» What this task involves
Copy the entries exactly, through the "pub enum TxError" line.

» Dataset
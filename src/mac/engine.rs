use crate::config::{AESKey, DevAddr, SessionState};

use super::event::MacEvent;

/// Uplink refused by the MAC engine
#[derive(Debug, Clone, Copy, PartialEq)]
#[cfg_attr(feature = "defmt", derive(defmt::Format))]
pub enum TxError {
    /// A transmit/receive cycle is still in progress
    Busy,
    /// Payload too large for the current data rate
    TooLarge,
    /// Not possible with the current channel plan or data rate
    NotFeasible,
    /// Engine failed to queue the frame
    Failed,
    /// Engine specific code
    Other(i8),
}

impl TxError {
    /// Map an engine return code, `None` for success
    pub fn from_code(code: i8) -> Option<Self> {
        match code {
            0 => None,
            -1 => Some(TxError::Busy),
            -2 => Some(TxError::TooLarge),
            -3 => Some(TxError::NotFeasible),
            -4 => Some(TxError::Failed),
            other => Some(TxError::Other(other)),
        }
    }

    /// Engine return code
    pub fn code(&self) -> i8 {
        match self {
            TxError::Busy => -1,
            TxError::TooLarge => -2,
            TxError::NotFeasible => -3,
            TxError::Failed => -4,
            TxError::Other(code) => *code,
        }
    }

    /// Name used in status output
    pub fn name(&self) -> &'static str {
        match self {
            TxError::Busy => "TX_BUSY",
            TxError::TooLarge => "TX_TOO_LARGE",
            TxError::NotFeasible => "TX_NOT_FEASIBLE",
            TxError::Failed => "TX_FAILED",
            TxError::Other(_) => "UNKNOWN",
        }
    }
}

/// LoRaWAN MAC engine
///
/// All calls return immediately. Events are collected by the engine while it
/// runs and handed out one at a time through [`MacEngine::next_event`].
pub trait MacEngine {
    /// Queue a frame for transmission at the next opportunity
    fn submit_uplink(&mut self, port: u8, payload: &[u8], confirmed: bool) -> Result<(), TxError>;

    /// Check if a transmit/receive cycle is in progress
    fn is_tx_pending(&self) -> bool;

    /// Current session, used for diagnostics and join detection
    fn session(&self) -> SessionState;

    /// Take the next pending event
    fn next_event(&mut self) -> Option<MacEvent>;

    /// Start the OTAA join procedure
    fn start_joining(&mut self);

    /// Install a static ABP session
    fn set_session(&mut self, net_id: u32, dev_addr: DevAddr, nwk_skey: &AESKey, app_skey: &AESKey);

    /// Enable or disable link check validation
    fn set_link_check_mode(&mut self, enabled: bool);

    /// Enable or disable adaptive data rate
    fn set_adr_mode(&mut self, enabled: bool);

    /// Restrict the channel plan to one sub-band
    fn select_sub_band(&mut self, sub_band: u8);
}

» Task answer
filename src/mac/engine.rs
use crate::config::{AESKey, DevAddr, SessionState};

use super::event::MacEvent;

/// Uplink refused by the MAC engine
#[derive(Debug, Clone, Copy, PartialEq)]
#[cfg_attr(feature = "defmt", derive(defmt::Format))]
pub enum TxError {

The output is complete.